There is an increasing interest in deploying high speed LANs on public transport vehicles to allow traveler to connect their devices to the Internet. An on-board network typically consists of a high speed mobile LAN and a mobile router that provides connectivity to the Internet through wireless links. The mobile users simply connect their devices to the on-board network to enjoy the Internet service.

To improve the aggregate bandwidth and the overall service availability, the idea of using multiple access links simultaneously (so-called multihoming) has been commonly employed by large enterprises and data centers as a mechanism to ensure good performance and network reliability from their ISPs [1][2]. Multihoming issues are also frequently discussed in IETF’s NEMO and Mobile IP Working Group [3]. In this project, we plan to develop a prototype implementation of an Intelligent Multihoming router for improving the performance and reliability of on-board networks.

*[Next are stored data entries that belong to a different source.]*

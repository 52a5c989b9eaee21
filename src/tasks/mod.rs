// File: ./src/tasks/mod.rs
pub mod actions;
pub mod commands;
pub mod scanner;
pub mod types;

pub use actions::{ShapeCheck, build_edit};
pub use commands::{COMMANDS, Command, CommandDefinition};
pub use types::{Diagnostic, Range, TaskEdit, TaskMarker, TaskState, TextEdit, Transition};
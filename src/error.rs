// File: src/error.rs
//! Error taxonomy for input resolution and task edits.
//!
//! Plumbing code (config, files, JSON) keeps using `anyhow::Result`. The
//! variants here are the outcomes a front end has to tell apart, so they are
//! a closed enum that survives being wrapped in `anyhow::Error` and can be
//! recovered with `downcast_ref`.

use std::fmt;

#[derive(Debug, Clone, PartialEq, Eq)]
pub enum JournalError {
    /// The raw input was blank after trimming.
    EmptyInput,
    /// Neither a date expression nor a memo could be extracted.
    UnresolvedInput(String),
    /// The leading token is not a date expression. Only used for control
    /// flow inside the parser.
    UnresolvedDate(String),
    /// A date pattern referenced a token the formatter does not know.
    Format { token: String },
    /// The line under a task marker no longer has the expected shape.
    StaleMarker { line: u32 },
    /// A host asked to execute a command id that is not registered.
    UnknownCommand(String),
    /// The user aborted an interactive prompt.
    Cancelled,
}

impl JournalError {
    /// Text shown to the user for this outcome.
    pub fn user_message(&self) -> String {
        match self {
            JournalError::EmptyInput => "Please enter a value".to_string(),
            JournalError::UnresolvedInput(_) | JournalError::UnresolvedDate(_) => {
                "Could not understand input".to_string()
            }
            JournalError::Format { token } => format!("Unsupported date token '{}'", token),
            JournalError::StaleMarker { .. } => "Task marker changed, please retry".to_string(),
            JournalError::UnknownCommand(id) => format!("Unknown command '{}'", id),
            JournalError::Cancelled => String::new(),
        }
    }

    /// User aborts are not failures and must not be reported as such.
    pub fn is_cancel(&self) -> bool {
        matches!(self, JournalError::Cancelled)
    }

    /// Find a `JournalError` anywhere in an `anyhow` chain.
    pub fn find_in(err: &anyhow::Error) -> Option<&JournalError> {
        err.chain().find_map(|cause| cause.downcast_ref::<JournalError>())
    }
}

impl fmt::Display for JournalError {
    fn fmt(&self, f: &mut fmt::Formatter<'_>) -> fmt::Result {
        match self {
            JournalError::EmptyInput => write!(f, "input is empty"),
            JournalError::UnresolvedInput(raw) => write!(f, "could not understand input '{}'", raw),
            JournalError::UnresolvedDate(raw) => write!(f, "'{}' is not a date expression", raw),
            JournalError::Format { token } => write!(f, "unsupported date format token '{}'", token),
            JournalError::StaleMarker { line } => {
                write!(f, "task marker on line {} no longer matches", line)
            }
            JournalError::UnknownCommand(id) => write!(f, "unknown command '{}'", id),
            JournalError::Cancelled => write!(f, "cancelled"),
        }
    }
}

impl std::error::Error for JournalError {}
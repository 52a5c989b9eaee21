// File: src/model/parser.rs
//! Quick-input parsing: a leading date expression, memo text and flags.
//!
//! Only the head of the input is ever read as a date. `"task let's do this
//! today"` is a memo because `task` is not a date, and the trailing `today`
//! is never looked at.
use crate::config::Config;
use crate::error::JournalError;
use crate::model::dates::{self, Direction, WeekdayExpression};
use crate::model::input::Input;
use chrono::{Local, NaiveDate};
use once_cell::sync::Lazy;
use regex::Regex;
use std::collections::BTreeSet;

static SIGNED_INTEGER: Lazy<Regex> = Lazy::new(|| Regex::new(r"^[+-]?\d+$").unwrap());
static ISO_DATE: Lazy<Regex> = Lazy::new(|| Regex::new(r"^\d{4}-\d{2}-\d{2}$").unwrap());
// Dash-joined digit groups such as "22-12". "1.5" and "3/4" stay memo text.
static DATE_SHAPED: Lazy<Regex> = Lazy::new(|| Regex::new(r"^[+-]?\d+(-\d+)+$").unwrap());

/// Leading date expression and whatever text follows it.
#[derive(Debug, Clone, Copy, PartialEq, Eq)]
pub struct ResolvedOffset<'s> {
    pub offset: i64,
    pub residual: &'s str,
}

/// Parses raw user input relative to a fixed "today".
///
/// Holds no mutable state; one parser can serve any number of requests.
#[derive(Debug, Clone)]
pub struct InputParser {
    today: NaiveDate,
    sigil: char,
}

impl InputParser {
    pub fn new(config: &Config) -> Self {
        Self::with_today(config, Local::now().date_naive())
    }

    pub fn with_today(config: &Config, today: NaiveDate) -> Self {
        Self {
            today,
            sigil: config.flag_sigil,
        }
    }

    pub fn today(&self) -> NaiveDate {
        self.today
    }

    /// Resolve the leading date expression of `text`.
    ///
    /// Grammars, first match wins: signed integer, ISO date, `today` /
    /// `yesterday` / `tomorrow`, then an optional `next` / `last` followed by
    /// a weekday name. `UnresolvedDate` means "not a date, treat as text".
    /// A head token that looks like a date but is not a valid one (`22-12`,
    /// `2026-02-30`) is `UnresolvedInput` instead, since guessing would open
    /// the wrong page.
    pub fn resolve_offset<'s>(&self, text: &'s str) -> Result<ResolvedOffset<'s>, JournalError> {
        let text = text.trim();
        let words = split_words(text);
        let Some(&(_, first_end, first)) = words.first() else {
            return Err(JournalError::UnresolvedDate(String::new()));
        };
        let lower = first.to_lowercase();

        // 1. Signed integer
        if SIGNED_INTEGER.is_match(first) {
            let offset = first
                .trim_start_matches('+')
                .parse::<i64>()
                .map_err(|_| JournalError::UnresolvedInput(first.to_string()))?;
            return Ok(ResolvedOffset {
                offset,
                residual: rest_after(text, first_end),
            });
        }

        // 2. ISO date
        if ISO_DATE.is_match(first) {
            let date = NaiveDate::parse_from_str(first, "%Y-%m-%d")
                .map_err(|_| JournalError::UnresolvedInput(first.to_string()))?;
            return Ok(ResolvedOffset {
                offset: dates::days_between(self.today, date),
                residual: rest_after(text, first_end),
            });
        }
        if DATE_SHAPED.is_match(first) {
            log::debug!("Rejecting ambiguous date-like token '{}'", first);
            return Err(JournalError::UnresolvedInput(first.to_string()));
        }

        // 3. Relative keywords
        let keyword = match lower.as_str() {
            "today" => Some(0),
            "yesterday" => Some(-1),
            "tomorrow" => Some(1),
            _ => None,
        };
        if let Some(offset) = keyword {
            return Ok(ResolvedOffset {
                offset,
                residual: rest_after(text, first_end),
            });
        }

        // 4. Weekday expression
        if let Some((expr, end)) = parse_weekday_expression(&words) {
            return Ok(ResolvedOffset {
                offset: expr.offset_from(self.today),
                residual: rest_after(text, end),
            });
        }

        Err(JournalError::UnresolvedDate(first.to_string()))
    }

    /// Turn raw input into an [`Input`].
    pub fn tokenize(&self, raw: &str) -> Result<Input, JournalError> {
        let trimmed = raw.trim();
        if trimmed.is_empty() {
            return Err(JournalError::EmptyInput);
        }

        let (offset, rest) = match self.resolve_offset(trimmed) {
            Ok(resolved) => (Some(resolved.offset), resolved.residual),
            Err(JournalError::UnresolvedDate(_)) => (None, trimmed),
            Err(e) => return Err(e),
        };

        // Memo words keep the spacing the user typed between them; a dropped
        // flag leaves a single space behind.
        let mut flags = BTreeSet::new();
        let mut memo = String::new();
        let mut prev_end: Option<usize> = None;
        for (start, end, word) in split_words(rest) {
            if let Some(name) = word.strip_prefix(self.sigil)
                && !name.is_empty()
            {
                flags.insert(name.to_string());
                prev_end = None;
                continue;
            }
            let text = match word.strip_prefix('\\') {
                Some(escaped) if escaped.starts_with(self.sigil) => escaped,
                _ => word,
            };
            if !memo.is_empty() {
                match prev_end {
                    Some(gap_start) => memo.push_str(&rest[gap_start..start]),
                    None => memo.push(' '),
                }
            }
            memo.push_str(text);
            prev_end = Some(end);
        }

        if offset.is_none() && memo.is_empty() {
            return Err(JournalError::UnresolvedInput(trimmed.to_string()));
        }

        let input = Input {
            offset,
            memo: if memo.is_empty() { None } else { Some(memo) },
            flags,
        };
        log::debug!("Tokenized '{}' into {:?}", trimmed, input);
        Ok(input)
    }
}

fn parse_weekday_expression(words: &[(usize, usize, &str)]) -> Option<(WeekdayExpression, usize)> {
    let (_, first_end, first) = *words.first()?;
    let direction = match first.to_lowercase().as_str() {
        "next" => Some(Direction::Next),
        "last" => Some(Direction::Last),
        _ => None,
    };
    match direction {
        Some(direction) => {
            let (_, end, name) = *words.get(1)?;
            let weekday = dates::parse_weekday(name)?;
            Some((WeekdayExpression { direction, weekday }, end))
        }
        None => {
            let weekday = dates::parse_weekday(first)?;
            Some((
                WeekdayExpression {
                    direction: Direction::Nearest,
                    weekday,
                },
                first_end,
            ))
        }
    }
}

fn rest_after(text: &str, end: usize) -> &str {
    text[end..].trim_start()
}

/// Whitespace-separated words with their byte spans in `input`.
fn split_words(input: &str) -> Vec<(usize, usize, &str)> {
    let mut parts = Vec::new();
    let mut start: Option<usize> = None;

    for (idx, c) in input.char_indices() {
        match (c.is_whitespace(), start) {
            (true, Some(s)) => {
                parts.push((s, idx, &input[s..idx]));
                start = None;
            }
            (false, None) => start = Some(idx),
            _ => {}
        }
    }
    if let Some(s) = start {
        parts.push((s, input.len(), &input[s..]));
    }
    parts
}

#[cfg(test)]
mod tests {
    use super::*;

    fn parser() -> InputParser {
        // Monday
        InputParser::with_today(&Config::default(), NaiveDate::from_ymd_opt(2026, 10, 19).unwrap())
    }

    #[test]
    fn test_split_words_spans() {
        let words = split_words("  next   friday call");
        assert_eq!(words, vec![(2, 6, "next"), (9, 15, "friday"), (16, 20, "call")]);
        assert!(split_words("   ").is_empty());
    }

    #[test]
    fn test_resolve_signed_integers() {
        let p = parser();
        assert_eq!(p.resolve_offset("-1").unwrap().offset, -1);
        assert_eq!(p.resolve_offset("+25").unwrap().offset, 25);
        assert_eq!(p.resolve_offset("0").unwrap().offset, 0);
        assert_eq!(p.resolve_offset("  12  ").unwrap().offset, 12);
        assert_eq!(
            p.resolve_offset("99999999999999999999"),
            Err(JournalError::UnresolvedInput("99999999999999999999".to_string()))
        );
    }

    #[test]
    fn test_resolve_keeps_residual() {
        let p = parser();
        let r = p.resolve_offset("+3 call the plumber").unwrap();
        assert_eq!(r.offset, 3);
        assert_eq!(r.residual, "call the plumber");

        let r = p.resolve_offset("next friday   pay rent").unwrap();
        assert_eq!(r.offset, 4);
        assert_eq!(r.residual, "pay rent");
    }

    #[test]
    fn test_resolve_keywords_and_weekdays() {
        let p = parser();
        assert_eq!(p.resolve_offset("Today").unwrap().offset, 0);
        assert_eq!(p.resolve_offset("YESTERDAY").unwrap().offset, -1);
        assert_eq!(p.resolve_offset("tomorrow").unwrap().offset, 1);
        assert_eq!(p.resolve_offset("monday").unwrap().offset, 0);
        assert_eq!(p.resolve_offset("last monday").unwrap().offset, -7);
        assert_eq!(p.resolve_offset("next Mon").unwrap().offset, 7);
        assert_eq!(p.resolve_offset("sun").unwrap().offset, -1);
        assert_eq!(p.resolve_offset("last sunday").unwrap().offset, -1);
    }

    #[test]
    fn test_resolve_rejects_non_dates() {
        let p = parser();
        assert!(matches!(p.resolve_offset(""), Err(JournalError::UnresolvedDate(_))));
        assert!(matches!(p.resolve_offset("next"), Err(JournalError::UnresolvedDate(_))));
        assert!(matches!(
            p.resolve_offset("last call with bob"),
            Err(JournalError::UnresolvedDate(_))
        ));
        assert_eq!(
            p.resolve_offset("22-12"),
            Err(JournalError::UnresolvedInput("22-12".to_string()))
        );
        assert_eq!(
            p.resolve_offset("2026-02-30"),
            Err(JournalError::UnresolvedInput("2026-02-30".to_string()))
        );
    }

    #[test]
    fn test_tokenize_extracts_flags_anywhere() {
        let p = parser();
        let input = p.tokenize("tomorrow #task buy #shopping milk").unwrap();
        assert_eq!(input.offset, Some(1));
        assert_eq!(input.memo.as_deref(), Some("buy milk"));
        assert!(input.has_flag("task"));
        assert!(input.has_flag("shopping"));
        assert_eq!(input.flags.len(), 2);
    }

    #[test]
    fn test_tokenize_keeps_memo_spacing() {
        let p = parser();
        let input = p.tokenize("today pay   rent\tnow").unwrap();
        assert_eq!(input.memo.as_deref(), Some("pay   rent\tnow"));

        let input = p.tokenize("a  #x  b   c").unwrap();
        assert_eq!(input.memo.as_deref(), Some("a b   c"));
        assert!(input.has_flag("x"));
    }

    #[test]
    fn test_only_dash_groups_are_date_shaped() {
        let p = parser();
        assert!(matches!(p.resolve_offset("1.5 kg flour"), Err(JournalError::UnresolvedDate(_))));
        assert!(matches!(p.resolve_offset("3/4 done"), Err(JournalError::UnresolvedDate(_))));
        assert_eq!(
            p.tokenize("1.5 kg flour").unwrap().memo.as_deref(),
            Some("1.5 kg flour")
        );
        assert_eq!(
            p.resolve_offset("+22-12"),
            Err(JournalError::UnresolvedInput("+22-12".to_string()))
        );
    }

    #[test]
    fn test_tokenize_escaped_sigil_and_bare_sigil() {
        let p = parser();
        let input = p.tokenize("\\#1 priority # today").unwrap();
        assert_eq!(input.offset, None);
        assert_eq!(input.memo.as_deref(), Some("#1 priority # today"));
        assert!(!input.has_flags());
    }

    #[test]
    fn test_tokenize_flags_only_fails_without_date() {
        let p = parser();
        assert_eq!(
            p.tokenize("#task"),
            Err(JournalError::UnresolvedInput("#task".to_string()))
        );
        let input = p.tokenize("today #task").unwrap();
        assert_eq!(input.offset, Some(0));
        assert_eq!(input.memo, None);
        assert!(input.has_flags());
    }
}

Current mobile devices are often equipped with several network interfaces [4], which may be of different access technologies. Different requirements of different applications can result in a different preference of the interface that should be used. Network connections should be placed on the best possible interface based on these requirements. During communication, changes in the availability or characteristics of an access network an interface connecting to may result in change of preference of interfaces for new connections and previously-established connections.

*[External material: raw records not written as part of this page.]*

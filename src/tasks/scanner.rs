// File: src/tasks/scanner.rs
//! Classifies markdown lines as open or completed checkbox tasks.
//!
//! Grammar, anchored at column 0:
//!   open      `* [ ] text` or `* [] text`
//!   completed `* [x] text` or `* [X] text`
//! followed by one or more spaces and a non-empty remainder. `[  ]` (two
//! spaces) and shifted `[>]` lines are not tasks.
use crate::tasks::types::{Diagnostic, Range, TaskMarker, TaskState, Transition};
use once_cell::sync::Lazy;
use regex::Regex;

static OPEN_TASK: Lazy<Regex> = Lazy::new(|| Regex::new(r"^\* \[ ?\] +.+").unwrap());
static COMPLETED_TASK: Lazy<Regex> = Lazy::new(|| Regex::new(r"^\* \[[xX]\] +.+").unwrap());

/// Column of the character between the checkbox brackets.
pub const MARKER_COLUMN: u32 = 3;

pub fn classify(line: &str) -> Option<TaskState> {
    if COMPLETED_TASK.is_match(line) {
        Some(TaskState::Completed)
    } else if OPEN_TASK.is_match(line) {
        Some(TaskState::Open)
    } else {
        None
    }
}

pub fn scan_line(line: &str, line_number: u32) -> Option<TaskMarker> {
    let state = classify(line)?;
    let end = if line.as_bytes().get(MARKER_COLUMN as usize) == Some(&b']') {
        MARKER_COLUMN
    } else {
        MARKER_COLUMN + 1
    };
    Some(TaskMarker {
        line: line_number,
        columns: (MARKER_COLUMN, end),
        state,
    })
}

/// Diagnostics for one snapshot of a document's lines: two hints per open
/// task, one per completed task, anchored to the whole line.
pub fn scan<S: AsRef<str>>(lines: &[S]) -> Vec<Diagnostic> {
    let mut diagnostics = Vec::new();
    for (idx, line) in lines.iter().enumerate() {
        let line = line.as_ref();
        let Some(marker) = scan_line(line, idx as u32) else {
            continue;
        };
        let range = Range::full_line(marker.line, line);
        diagnostics.extend(Transition::available_for(marker.state).map(|t| Diagnostic::hint(range, t)));
    }
    diagnostics
}

/// Split on `\n` or `\r\n`, keeping the trailing empty line so line numbers
/// match what an editor shows.
pub fn split_lines(text: &str) -> Vec<&str> {
    text.split('\n').map(|l| l.strip_suffix('\r').unwrap_or(l)).collect()
}

pub fn scan_text(text: &str) -> Vec<Diagnostic> {
    scan(&split_lines(text))
}

pub fn markers(text: &str) -> Vec<TaskMarker> {
    split_lines(text)
        .iter()
        .enumerate()
        .filter_map(|(idx, line)| scan_line(line, idx as u32))
        .collect()
}
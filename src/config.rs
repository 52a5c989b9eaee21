// File: ./src/config.rs
// Handles configuration loading, saving, validation and defaults.
use crate::context::AppContext;
use crate::model::dates::DEFAULT_LOCALE;
use crate::storage::LocalStorage;
use anyhow::{Error, Result};
use directories::UserDirs;
use serde::{Deserialize, Serialize};
use std::fs;
use std::path::PathBuf;

pub const HEADER_PLACEHOLDER: &str = "{header}";
pub const CONTENT_PLACEHOLDER: &str = "{content}";

fn default_ext() -> String {
    "md".to_string()
}
fn default_header_template() -> String {
    "%A, %B %-d, %Y".to_string()
}
fn default_page_template() -> String {
    "# {header}\n\n".to_string()
}
fn default_note_template() -> String {
    "# {content}\n\n".to_string()
}
fn default_memo_template() -> String {
    "- {content}".to_string()
}
fn default_task_template() -> String {
    "* [ ] {content}".to_string()
}
fn default_task_flag() -> String {
    "task".to_string()
}
fn default_flag_sigil() -> char {
    '#'
}

/// Lookups the journal workflow needs from its host.
pub trait ConfigProvider {
    fn base_path(&self) -> PathBuf;
    fn file_extension(&self) -> String;
    fn locale(&self) -> String;
    fn header_template(&self) -> String;
}

#[derive(Deserialize, Serialize, Clone, Debug, PartialEq)]
pub struct Config {
    /// Journal root. Empty means `~/Journal`.
    #[serde(default)]
    pub base: String,
    #[serde(default = "default_ext")]
    pub ext: String,
    /// Empty means the system locale.
    #[serde(default)]
    pub locale: String,
    #[serde(default = "default_header_template")]
    pub header_template: String,
    #[serde(default = "default_page_template")]
    pub page_template: String,
    #[serde(default = "default_note_template")]
    pub note_template: String,
    #[serde(default = "default_memo_template")]
    pub memo_template: String,
    #[serde(default = "default_task_template")]
    pub task_template: String,
    #[serde(default = "default_task_flag")]
    pub task_flag: String,
    #[serde(default = "default_flag_sigil")]
    pub flag_sigil: char,
    #[serde(default)]
    pub dev: bool,
}

impl Default for Config {
    fn default() -> Self {
        Self {
            base: String::new(),
            // Match the serde defaults
            ext: default_ext(),
            locale: String::new(),
            header_template: default_header_template(),
            page_template: default_page_template(),
            note_template: default_note_template(),
            memo_template: default_memo_template(),
            task_template: default_task_template(),
            task_flag: default_task_flag(),
            flag_sigil: default_flag_sigil(),
            dev: false,
        }
    }
}

impl Config {
    /// Load the configuration from disk using an explicit context.
    /// Returns a contextualized error if reading, parsing or validation fails.
    pub fn load(ctx: &dyn AppContext) -> Result<Self> {
        let path = ctx.get_config_file_path()?;

        if !path.exists() {
            return Err(anyhow::anyhow!("Config file not found"));
        }

        let contents = fs::read_to_string(&path).map_err(|e| {
            anyhow::anyhow!("Failed to read config file '{}': {}", path.display(), e)
        })?;

        let config: Config = toml::from_str(&contents).map_err(|e| {
            anyhow::anyhow!("Failed to parse config file '{}': {}", path.display(), e)
        })?;

        config
            .validate()
            .map_err(|e| anyhow::anyhow!("Invalid config file '{}': {}", path.display(), e))?;
        Ok(config)
    }

    /// Load, or fall back to defaults when no config file exists yet.
    pub fn load_or_default(ctx: &dyn AppContext) -> Result<Self> {
        match Self::load(ctx) {
            Ok(config) => Ok(config),
            Err(e) if Self::is_missing_config_error(&e) => {
                log::debug!("No config file, using defaults");
                Ok(Self::default())
            }
            Err(e) => Err(e),
        }
    }

    /// Helper to detect whether an anyhow::Error indicates that the config file was missing.
    pub fn is_missing_config_error(err: &Error) -> bool {
        if err.to_string().contains("Config file not found") {
            return true;
        }

        for cause in err.chain() {
            if let Some(io_err) = cause.downcast_ref::<std::io::Error>()
                && io_err.kind() == std::io::ErrorKind::NotFound
            {
                return true;
            }
        }

        false
    }

    /// Reject settings that would only fail later, halfway through writing a page.
    pub fn validate(&self) -> Result<()> {
        if self.file_extension().is_empty() {
            anyhow::bail!("'ext' must not be empty");
        }
        if !self.page_template.contains(HEADER_PLACEHOLDER) {
            anyhow::bail!("'page_template' must contain {}", HEADER_PLACEHOLDER);
        }
        for (name, tpl) in [
            ("note_template", &self.note_template),
            ("memo_template", &self.memo_template),
            ("task_template", &self.task_template),
        ] {
            if !tpl.contains(CONTENT_PLACEHOLDER) {
                anyhow::bail!("'{}' must contain {}", name, CONTENT_PLACEHOLDER);
            }
        }
        if self.flag_sigil.is_whitespace() || self.flag_sigil.is_alphanumeric() || self.flag_sigil == '\\' {
            anyhow::bail!("'flag_sigil' must be a symbol, got '{}'", self.flag_sigil);
        }
        if self.task_flag.trim().is_empty() {
            anyhow::bail!("'task_flag' must not be empty");
        }
        Ok(())
    }

    /// Save configuration using an explicit context.
    pub fn save(&self, ctx: &dyn AppContext) -> Result<()> {
        let path = ctx.get_config_file_path()?;
        LocalStorage::with_lock(&path, || {
            let toml_str = toml::to_string_pretty(self)?;
            LocalStorage::atomic_write(&path, toml_str)?;
            Ok(())
        })?;
        Ok(())
    }

    /// Get the path string using an explicit context.
    pub fn get_path_string(ctx: &dyn AppContext) -> Result<String> {
        let path = ctx.get_config_file_path()?;
        Ok(path.to_string_lossy().to_string())
    }
}

impl ConfigProvider for Config {
    fn base_path(&self) -> PathBuf {
        if !self.base.trim().is_empty() {
            return PathBuf::from(self.base.trim());
        }
        UserDirs::new()
            .map(|dirs| dirs.home_dir().join("Journal"))
            .unwrap_or_else(|| PathBuf::from("Journal"))
    }

    fn file_extension(&self) -> String {
        self.ext.trim().trim_start_matches('.').to_string()
    }

    fn locale(&self) -> String {
        if !self.locale.trim().is_empty() {
            return self.locale.trim().to_string();
        }
        sys_locale::get_locale().unwrap_or_else(|| DEFAULT_LOCALE.to_string())
    }

    fn header_template(&self) -> String {
        self.header_template.clone()
    }
}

Several Internet drafts [5] [6] [7] [8] introduce the requirements and definitions for IPv4 and IPv6 multihoming. They present a few implementation proposals for interface selection in the host multihoming that would allow explicit policy definition. They also identify the interface selection problem and mention that the selection should be based on some policies. But they do not look into the details of implementing policy-based interface selection system.

Ylianttila et. al [9] present a handoff case study between GPRS and WLAN based on mobile IP. They have discussed about procedures, algorithms and metrics involved in handoff in heterogeneous wireless networks. A procedure is given for inter-technology roaming between WLAN and GPRS. They envision that WLANs should be integrated into wide area wireless data networks since the wideband wireless services might not have a comprehensive coverage. In their implementation, the handoff information is gathered at link layer (e.g. signal strength) and used by a daemon program at the application level for decision making. Handoffs are made on account of implicit rules utilizing fuzzy logic.

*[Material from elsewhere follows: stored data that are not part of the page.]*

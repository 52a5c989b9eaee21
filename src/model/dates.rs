// File: src/model/dates.rs
//! Calendar arithmetic and locale-aware header formatting.
//!
//! Everything here is pure: "today" is always an argument, never read from
//! the clock, so callers decide which day the offsets are relative to.
use crate::error::JournalError;
use chrono::{Datelike, Days, Locale, NaiveDate, Weekday};
use std::fmt::Write;

pub const DEFAULT_LOCALE: &str = "en-US";

#[derive(Debug, Clone, Copy, PartialEq, Eq)]
pub enum Direction {
    Next,
    Last,
    Nearest,
}

/// `next friday`, `last mon`, `thursday`.
#[derive(Debug, Clone, Copy, PartialEq, Eq)]
pub struct WeekdayExpression {
    pub direction: Direction,
    pub weekday: Weekday,
}

impl WeekdayExpression {
    pub fn offset_from(&self, base: NaiveDate) -> i64 {
        nearest_weekday(base, self.weekday, self.direction)
    }
}

/// Shift `base` by `n` whole days. `None` only when the result leaves the
/// calendar range chrono can represent.
pub fn add_days(base: NaiveDate, n: i64) -> Option<NaiveDate> {
    let days = Days::new(n.unsigned_abs());
    if n >= 0 {
        base.checked_add_days(days)
    } else {
        base.checked_sub_days(days)
    }
}

/// Signed day count from `from` to `to`.
pub fn days_between(from: NaiveDate, to: NaiveDate) -> i64 {
    to.signed_duration_since(from).num_days()
}

/// Smallest-magnitude `k` such that `base + k` falls on `weekday`.
///
/// `Next` restricts to `k > 0`, `Last` to `k < 0`. `Nearest` allows either
/// sign and returns 0 when `base` already is that weekday.
pub fn nearest_weekday(base: NaiveDate, weekday: Weekday, direction: Direction) -> i64 {
    let forward = (weekday.num_days_from_monday() as i64 - base.weekday().num_days_from_monday() as i64)
        .rem_euclid(7);
    match direction {
        Direction::Next => {
            if forward == 0 {
                7
            } else {
                forward
            }
        }
        Direction::Last => {
            if forward == 0 {
                -7
            } else {
                forward - 7
            }
        }
        // 7 is odd, so forward and backward distances never tie.
        Direction::Nearest => {
            if forward <= 3 {
                forward
            } else {
                forward - 7
            }
        }
    }
}

/// Map `0..=6` (Sunday first, as most UIs count) onto chrono weekdays.
pub fn weekday_from_index(index: u8) -> Option<Weekday> {
    match index {
        0 => Some(Weekday::Sun),
        1 => Some(Weekday::Mon),
        2 => Some(Weekday::Tue),
        3 => Some(Weekday::Wed),
        4 => Some(Weekday::Thu),
        5 => Some(Weekday::Fri),
        6 => Some(Weekday::Sat),
        _ => None,
    }
}

/// Full names, Sunday first to line up with [`weekday_from_index`].
const WEEKDAY_NAMES: [&str; 7] = [
    "sunday",
    "monday",
    "tuesday",
    "wednesday",
    "thursday",
    "friday",
    "saturday",
];

/// Full names or three-letter abbreviations, any case.
pub fn parse_weekday(s: &str) -> Option<Weekday> {
    let lower = s.to_lowercase();
    let index = WEEKDAY_NAMES
        .iter()
        .position(|name| *name == lower || (lower.len() == 3 && name.starts_with(lower.as_str())))?;
    weekday_from_index(index as u8)
}

/// Accepts `en-US`, `en_US` or `de`; unknown names fall back to `en_US`.
pub fn resolve_locale(name: &str) -> Locale {
    let normalized = name.trim().replace('-', "_");
    if let Ok(locale) = Locale::try_from(normalized.as_str()) {
        return locale;
    }
    // Bare language codes: "de" -> "de_DE"
    if !normalized.is_empty() && !normalized.contains('_') {
        let guess = format!("{}_{}", normalized.to_lowercase(), normalized.to_uppercase());
        if let Ok(locale) = Locale::try_from(guess.as_str()) {
            return locale;
        }
    }
    log::debug!("Unknown locale '{}', falling back to en_US", name);
    Locale::en_US
}

/// Render `date` with a strftime `pattern` in `locale`.
///
/// Unknown specifiers are copied through literally; page headers are best
/// effort and one bad token should not cost the whole header.
pub fn format_date(date: NaiveDate, pattern: &str, locale: &str) -> String {
    let (out, unknown) = render(date, pattern, resolve_locale(locale));
    for token in unknown {
        log::warn!("Leaving unsupported date token '{}' in header", token);
    }
    out
}

/// Like [`format_date`], but reports the first unsupported token instead.
pub fn try_format_date(date: NaiveDate, pattern: &str, locale: &str) -> Result<String, JournalError> {
    let (out, unknown) = render(date, pattern, resolve_locale(locale));
    match unknown.into_iter().next() {
        Some(token) => Err(JournalError::Format { token }),
        None => Ok(out),
    }
}

fn render(date: NaiveDate, pattern: &str, locale: Locale) -> (String, Vec<String>) {
    let mut out = String::with_capacity(pattern.len() + 16);
    let mut unknown = Vec::new();
    let mut chars = pattern.chars().peekable();

    while let Some(c) = chars.next() {
        if c != '%' {
            out.push(c);
            continue;
        }
        let mut spec = String::from('%');
        while let Some(&m) = chars.peek() {
            if matches!(m, '-' | '_' | '0' | '#' | ':' | '.') || m.is_ascii_digit() {
                spec.push(m);
                chars.next();
            } else {
                break;
            }
        }
        if let Some(letter) = chars.next() {
            spec.push(letter);
        }

        // A date has no time or zone, so specifiers like %H fail at write
        // time rather than at parse time; both count as unsupported.
        let mut piece = String::new();
        if write!(piece, "{}", date.format_localized(&spec, locale)).is_ok() {
            out.push_str(&piece);
        } else {
            out.push_str(&spec);
            unknown.push(spec);
        }
    }
    (out, unknown)
}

Jukka Ylitalo et al [4] present an interface selection architecture, which allows a user to dynamically create and modify interfaces selection policies and thus control how the network interfaces are used in a multihoming environment. The architecture makes it possible to define policies for different connections on account of user preferences. Each connection is bound to a profile that contains local routing rules. Therefore, it is possible to make a vertical handoff to a single connection or to a group of connections without affecting any other connections that are using the same interface.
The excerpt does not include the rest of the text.